Tara langsung menghampiri Raden yang sedang berdiri di dekat mobilnya. Raden tampak lebih rapi dan ia tersenyum hangat pada Tara.

"Kok, elo ada di sini?" Tara heran.

"Gue di sini dari jam 11, takut enggak ketemu elo," jawab Raden.

"Ya ampun, kita janjian aja di tengah-tengah, biar elo enggak kejauhan ke sini, Ra."

"Gue sengaja ke sini emang mau nemuin elo," jelas Raden dengan tatapan yang berbeda dari biasanya.

Tara sedikit canggung dengan yang Raden tunjukkan hari ini.

"Ya udah, kita makan deket sini aja."

Raden dan Tara memasuki mobilnya masing-masing, Raden mengikuti mobil Tara. Hingga akhirnya mereka berhenti di sebuah restoran. Mereka pun memasuki restoran tersebut.

Setelah duduk dan memesan menu makan siangnya, mereka terlibat pembicaraan santai hingga membahas novel-novel Tara sebelumnya yang sudah dicetak dan mendulang sukses. Banyak kata pujian di sana keluar dari bibir Raden. Itu membuat Tara malu, ia merasa belum pantas menerima pujian seperti itu. Karena ia yakin, di atasnya masih banyak penulis yang lebih hebat dari pada dirinya.
Ia canggung jika dipuji-puji seperti itu.

"Tara, soal semalam...gue serius." Tiba-tiba Raden berubah menjadi lebih serius ketika mereka selesai makan siang.

Tara yang sedang menyeruput es teh manisnya, hanya bisa membeku.

"Soal gue suka sama elo. Beneran suka, naksir," jelas Raden lagi.

"Ra, elo tahu, kan, gue istri orang?" Tara bertanya dengan hati-hati.

"Gue tahu. Tapi, perasaan suka kita ke orang, kan enggak bisa ditebak bakal berlabuh di mana."
Raden menatap lurus tepat di netra cokelat Tara.

"Elo tuh aneh! Kenapa harus suka sama gue? Gue istri orang, Ra."

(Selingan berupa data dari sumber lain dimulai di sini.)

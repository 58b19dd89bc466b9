use std::io::{self, Cursor, Read, Write};
use std::net::{TcpListener, TcpStream};
use std::thread;
use std::time::Duration;

use dhmerkle::exchange::{
    Derivation, ErrorKind, ExchangeConfig, ParameterStrategy, Phase, PrivateExponent, Role,
    Session, SharedSecret, State, run_exchange, run_exchange_with, shared_secret,
};
use dhmerkle::params::{DEFAULT_PRIMES, ParameterError, Parameters};
use dhmerkle::wire::{encode_parameters, encode_value};
use rand::SeedableRng;
use rand::rngs::StdRng;

/// Channel fed from a fixed byte script that records everything written.
struct Scripted {
    input: Cursor<Vec<u8>>,
    output: Vec<u8>,
}

impl Scripted {
    fn new(input: Vec<u8>) -> Self {
        Self {
            input: Cursor::new(input),
            output: Vec::new(),
        }
    }
}

impl Read for Scripted {
    fn read(&mut self, buf: &mut [u8]) -> io::Result<usize> {
        self.input.read(buf)
    }
}

impl Write for Scripted {
    fn write(&mut self, buf: &[u8]) -> io::Result<usize> {
        self.output.write(buf)
    }

    fn flush(&mut self) -> io::Result<()> {
        Ok(())
    }
}

fn tcp_pair() -> (TcpStream, TcpStream) {
    let listener = TcpListener::bind("127.0.0.1:0").unwrap();
    let addr = listener.local_addr().unwrap();

    let initiator = TcpStream::connect(addr).unwrap();
    let (responder, _) = listener.accept().unwrap();

    (responder, initiator)
}

fn script(parts: &[&[u8]]) -> Vec<u8> {
    parts.concat()
}

#[test]
fn responder_scenario_eleven_two() {
    let mut channel = Scripted::new(encode_value(9).to_vec());
    let mut session = Session::new(Role::Responder);

    session.send_parameters(&mut channel, Parameters::new(11, 2)).unwrap();
    assert_eq!(session.state(), State::ParametersExchanged);

    let public = session.compute_public_value(PrivateExponent::new(3)).unwrap();
    assert_eq!(public, 5);
    assert_eq!(session.state(), State::PublicValuesComputed);

    let peer = session.exchange_public_values(&mut channel).unwrap();
    assert_eq!(peer, 9);
    assert_eq!(session.state(), State::IntermediateExchanged);
    assert_eq!(session.public_value(), Some(5));
    assert_eq!(session.peer_value(), Some(9));

    let secret = session.complete().unwrap();
    assert_eq!(secret.value(), 45);
    assert_eq!(secret.to_bytes(), 45u64.to_le_bytes());
    assert_eq!(session.state(), State::Complete);

    let expected = script(&[&encode_parameters(&Parameters::new(11, 2)), &encode_value(5)]);
    assert_eq!(channel.output, expected);
}

#[test]
fn initiator_scenario_eleven_two() {
    let input = script(&[&encode_parameters(&Parameters::new(11, 2)), &encode_value(5)]);
    let mut channel = Scripted::new(input);
    let mut session = Session::new(Role::Initiator);

    assert_eq!(session.role(), Role::Initiator);
    assert_eq!(session.public_value(), None);
    assert_eq!(session.peer_value(), None);

    let params = session.receive_parameters(&mut channel).unwrap();
    assert_eq!(params, Parameters::new(11, 2));

    assert_eq!(session.compute_public_value(PrivateExponent::new(5)).unwrap(), 9);
    assert_eq!(session.exchange_public_values(&mut channel).unwrap(), 5);
    assert_eq!(session.peer_value(), Some(5));
    assert_eq!(session.complete().unwrap().to_bytes(), 45u64.to_le_bytes());

    assert_eq!(channel.output, encode_value(9).to_vec());
}

#[test]
fn public_value_follows_repeated_multiplication() {
    let params = Parameters::new(199, 3);

    for x in 0..300u64 {
        let mut r = params.generator;
        for _ in 0..x {
            r = r * params.generator % params.modulus;
        }

        let mut session = Session::new(Role::Responder);
        session.send_parameters(&mut io::sink(), params).unwrap();

        assert_eq!(session.compute_public_value(PrivateExponent::new(x)).unwrap(), r);
    }
}

#[test]
fn exponentiation_derivation_scenario() {
    let config = ExchangeConfig {
        derivation: Derivation::Exponentiation,
        ..ExchangeConfig::default()
    };

    let mut responder = Session::with_config(Role::Responder, config.clone());
    let mut out = Scripted::new(encode_value(10).to_vec());
    responder.send_parameters(&mut out, Parameters::new(11, 2)).unwrap();
    assert_eq!(responder.compute_public_value(PrivateExponent::new(3)).unwrap(), 8);
    responder.exchange_public_values(&mut out).unwrap();

    let input = script(&[&encode_parameters(&Parameters::new(11, 2)), &encode_value(8)]);
    let mut initiator = Session::with_config(Role::Initiator, config);
    let mut channel = Scripted::new(input);
    initiator.receive_parameters(&mut channel).unwrap();
    assert_eq!(initiator.compute_public_value(PrivateExponent::new(5)).unwrap(), 10);
    initiator.exchange_public_values(&mut channel).unwrap();

    let a = responder.complete().unwrap();
    let b = initiator.complete().unwrap();
    assert_eq!(a.value(), 10);
    assert_eq!(a, b);
}

#[test]
fn short_parameters_message_is_channel_error() {
    let bytes = encode_parameters(&Parameters::new(11, 2));
    let mut channel = Scripted::new(bytes[..10].to_vec());
    let mut rng = StdRng::seed_from_u64(0);

    let err = run_exchange(Role::Initiator, &mut channel, DEFAULT_PRIMES, &mut rng).unwrap_err();

    assert_eq!(err.phase, Phase::Parameters);
    assert!(matches!(err.kind, ErrorKind::ChannelIo(ref e) if e.kind() == io::ErrorKind::UnexpectedEof));
    assert!(channel.output.is_empty());
}

#[test]
fn failed_session_keeps_no_parameters() {
    let mut channel = Scripted::new(vec![0u8; 10]);
    let mut session = Session::new(Role::Initiator);

    assert!(session.receive_parameters(&mut channel).is_err());
    assert_eq!(session.state(), State::Failed(Phase::Parameters));
    assert_eq!(session.parameters(), None);
}

#[test]
fn failed_session_rejects_further_steps() {
    let mut channel = Scripted::new(Vec::new());
    let mut session = Session::new(Role::Initiator);

    session.receive_parameters(&mut channel).unwrap_err();

    let err = session.receive_parameters(&mut channel).unwrap_err();
    assert!(matches!(err.kind, ErrorKind::OutOfOrder(State::Failed(Phase::Parameters))));

    let err = session.complete().unwrap_err();
    assert_eq!(err.phase, Phase::Completion);
}

#[test]
fn zero_modulus_is_malformed() {
    let input = encode_parameters(&Parameters::new(0, 2)).to_vec();
    let mut session = Session::new(Role::Initiator);

    let err = session.receive_parameters(&mut Scripted::new(input)).unwrap_err();

    assert!(matches!(
        err.kind,
        ErrorKind::MalformedParameters(ParameterError::ModulusTooSmall(0))
    ));
    assert_eq!(session.state(), State::Failed(Phase::Parameters));
}

#[test]
fn generator_out_of_range_is_malformed() {
    let input = encode_parameters(&Parameters::new(11, 11)).to_vec();
    let mut session = Session::new(Role::Initiator);

    let err = session.receive_parameters(&mut Scripted::new(input)).unwrap_err();

    assert!(matches!(
        err.kind,
        ErrorKind::MalformedParameters(ParameterError::GeneratorOutOfRange { .. })
    ));
}

#[test]
fn strict_verification_rejects_non_root() {
    let input = encode_parameters(&Parameters::new(11, 3)).to_vec();

    let mut lenient = Session::new(Role::Initiator);
    assert!(lenient.receive_parameters(&mut Scripted::new(input.clone())).is_ok());

    let config = ExchangeConfig {
        verify_parameters: true,
        ..ExchangeConfig::default()
    };
    let mut strict = Session::with_config(Role::Initiator, config);
    let err = strict.receive_parameters(&mut Scripted::new(input)).unwrap_err();

    assert!(matches!(
        err.kind,
        ErrorKind::MalformedParameters(ParameterError::NotPrimitiveRoot { generator: 3, modulus: 11 })
    ));
}

#[test]
fn initiator_reads_before_writing() {
    let input = encode_parameters(&Parameters::new(11, 2)).to_vec();
    let mut channel = Scripted::new(input);
    let mut rng = StdRng::seed_from_u64(5);

    let err = run_exchange(Role::Initiator, &mut channel, DEFAULT_PRIMES, &mut rng).unwrap_err();

    assert_eq!(err.phase, Phase::ValueExchange);
    assert!(err.is_channel_error());
    assert!(channel.output.is_empty());
}

#[test]
fn responder_writes_before_reading() {
    let mut channel = Scripted::new(Vec::new());
    let mut session = Session::new(Role::Responder);

    session.send_parameters(&mut channel, Parameters::new(11, 2)).unwrap();
    session.compute_public_value(PrivateExponent::new(3)).unwrap();

    let err = session.exchange_public_values(&mut channel).unwrap_err();

    assert_eq!(err.phase, Phase::ValueExchange);
    assert_eq!(session.state(), State::Failed(Phase::ValueExchange));
    assert_eq!(&channel.output[16..], &encode_value(5));
}

#[test]
fn responder_rejects_malformed_parameters_before_writing() {
    let mut out = Vec::new();
    let mut session = Session::new(Role::Responder);

    let err = session.send_parameters(&mut out, Parameters::new(11, 0)).unwrap_err();

    assert_eq!(err.phase, Phase::Parameters);
    assert!(matches!(
        err.kind,
        ErrorKind::MalformedParameters(ParameterError::GeneratorOutOfRange { .. })
    ));
    assert_eq!(session.state(), State::Failed(Phase::Parameters));
    assert_eq!(session.parameters(), None);
    assert!(out.is_empty());
}

#[test]
fn zero_exponent_bound_yields_generator() {
    let config = ExchangeConfig {
        max_private_exponent: 0,
        ..ExchangeConfig::default()
    };
    let mut session = Session::with_config(Role::Responder, config);
    assert_eq!(session.config().max_private_exponent, 0);

    session.send_parameters(&mut io::sink(), Parameters::new(11, 2)).unwrap();

    let mut rng = StdRng::seed_from_u64(7);
    assert_eq!(session.generate_public_value(&mut rng).unwrap(), 2);
}

#[test]
fn full_exponent_range_is_accepted() {
    const LARGE_PRIME: u64 = 18_446_744_073_709_551_557;

    let config = ExchangeConfig {
        max_private_exponent: u64::MAX,
        ..ExchangeConfig::default()
    };
    let mut rng = StdRng::seed_from_u64(9);

    for _ in 0..32 {
        let mut session = Session::with_config(Role::Responder, config.clone());
        session
            .send_parameters(&mut io::sink(), Parameters::new(LARGE_PRIME, 2))
            .unwrap();

        let public = session.generate_public_value(&mut rng).unwrap();
        assert!(public < LARGE_PRIME);
    }
}

#[test]
fn drawn_exponents_stay_within_bound() {
    let mut rng = StdRng::seed_from_u64(1);

    for max in [0, 1, 5, 1000] {
        for _ in 0..200 {
            assert!(PrivateExponent::generate(&mut rng, max).value() <= max);
        }
    }
}

#[test]
fn secrets_are_redacted_in_debug_output() {
    assert_eq!(format!("{:?}", PrivateExponent::new(42)), "PrivateExponent(..)");
    assert_eq!(format!("{:?}", SharedSecret::new(42)), "SharedSecret(..)");
}

#[test]
fn product_secret_wraps_instead_of_failing() {
    let params = Parameters::new(11, 2);
    let x = PrivateExponent::new(0);

    let secret = shared_secret(&params, &x, u64::MAX, 2, Derivation::Product);
    assert_eq!(secret.value(), u64::MAX.wrapping_mul(2));
}

#[test]
fn steps_out_of_order_leave_state_unchanged() {
    let mut session = Session::new(Role::Responder);

    let err = session.complete().unwrap_err();
    assert!(matches!(err.kind, ErrorKind::OutOfOrder(State::Idle)));

    let err = session.compute_public_value(PrivateExponent::new(1)).unwrap_err();
    assert_eq!(err.phase, Phase::KeyGeneration);

    assert_eq!(session.state(), State::Idle);
}

#[test]
fn steps_for_other_role_are_rejected() {
    let mut initiator = Session::new(Role::Initiator);
    let err = initiator
        .send_parameters(&mut io::sink(), Parameters::new(11, 2))
        .unwrap_err();
    assert!(matches!(err.kind, ErrorKind::WrongRole(Role::Initiator)));

    let mut responder = Session::new(Role::Responder);
    let err = responder.receive_parameters(&mut io::empty()).unwrap_err();
    assert!(matches!(err.kind, ErrorKind::WrongRole(Role::Responder)));

    assert_eq!(initiator.state(), State::Idle);
    assert_eq!(responder.state(), State::Idle);
}

#[test]
fn empty_prime_table_fails_responder() {
    let mut channel = Scripted::new(Vec::new());
    let mut rng = StdRng::seed_from_u64(0);

    let err = run_exchange(Role::Responder, &mut channel, &[], &mut rng).unwrap_err();

    assert_eq!(err.phase, Phase::Parameters);
    assert!(matches!(err.kind, ErrorKind::EmptyPrimeTable));
    assert!(channel.output.is_empty());
}

#[test]
fn composite_prime_table_fails_responder() {
    let mut channel = Scripted::new(Vec::new());
    let mut rng = StdRng::seed_from_u64(0);

    let err = run_exchange(Role::Responder, &mut channel, &[15], &mut rng).unwrap_err();

    assert!(matches!(err.kind, ErrorKind::NoPrimitiveRootFound { modulus: 15 }));
}

#[test]
fn exchange_over_tcp() {
    let (mut responder, mut initiator) = tcp_pair();

    let handle = thread::spawn(move || {
        let mut rng = StdRng::seed_from_u64(11);
        run_exchange(Role::Responder, &mut responder, DEFAULT_PRIMES, &mut rng).unwrap()
    });

    let mut rng = StdRng::seed_from_u64(22);
    let ours = run_exchange(Role::Initiator, &mut initiator, DEFAULT_PRIMES, &mut rng).unwrap();
    let theirs = handle.join().unwrap();

    assert_eq!(ours, theirs);
}

#[test]
fn exchange_over_tcp_with_textbook_derivation() {
    let config = ExchangeConfig {
        strategy: ParameterStrategy::WellKnown,
        derivation: Derivation::Exponentiation,
        verify_parameters: true,
        ..ExchangeConfig::default()
    };
    let (mut responder, mut initiator) = tcp_pair();

    let responder_config = config.clone();
    let handle = thread::spawn(move || {
        let mut rng = StdRng::seed_from_u64(3);
        run_exchange_with(Role::Responder, responder_config, &mut responder, DEFAULT_PRIMES, &mut rng)
            .unwrap()
    });

    let mut rng = StdRng::seed_from_u64(4);
    let ours = run_exchange_with(Role::Initiator, config, &mut initiator, DEFAULT_PRIMES, &mut rng)
        .unwrap();
    let theirs = handle.join().unwrap();

    assert_eq!(ours, theirs);
    assert!(ours.value() < 11);
}

#[test]
fn concurrent_sessions_do_not_interfere() {
    let handles: Vec<_> = (0..8u64)
        .map(|i| {
            thread::spawn(move || {
                let (mut responder, mut initiator) = tcp_pair();

                let server = thread::spawn(move || {
                    let mut rng = StdRng::seed_from_u64(100 + i);
                    run_exchange(Role::Responder, &mut responder, DEFAULT_PRIMES, &mut rng).unwrap()
                });

                let mut rng = StdRng::seed_from_u64(200 + i);
                let ours =
                    run_exchange(Role::Initiator, &mut initiator, DEFAULT_PRIMES, &mut rng).unwrap();

                (ours, server.join().unwrap())
            })
        })
        .collect();

    for handle in handles {
        let (ours, theirs) = handle.join().unwrap();
        assert_eq!(ours, theirs);
    }
}

#[test]
fn read_deadline_aborts_exchange() {
    let (_responder, mut initiator) = tcp_pair();
    initiator
        .set_read_timeout(Some(Duration::from_millis(50)))
        .unwrap();

    let mut rng = StdRng::seed_from_u64(0);
    let err = run_exchange(Role::Initiator, &mut initiator, DEFAULT_PRIMES, &mut rng).unwrap_err();

    assert_eq!(err.phase, Phase::Parameters);
    assert!(err.is_channel_error());
}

"Ya, gue suka sama elo. Gue tertarik sama elo. Gue enggak minta pengakuan, kok. Gue mau ungkapin aja perasaan gue. Gue enggak akan nuntut apa-apa sama elo," ungkap Raden.

"Gue speechless, Ra." Tara hanya menggeleng-gelengkan kepalanya seraya punggungnya bersandar pada kursi.

"Elo enggak harus ngapa-ngapain, kok. Kita begini aja, gue nyaman sama elo." Raden tersenyum lembut ke Tara yang hanya bisa membeku.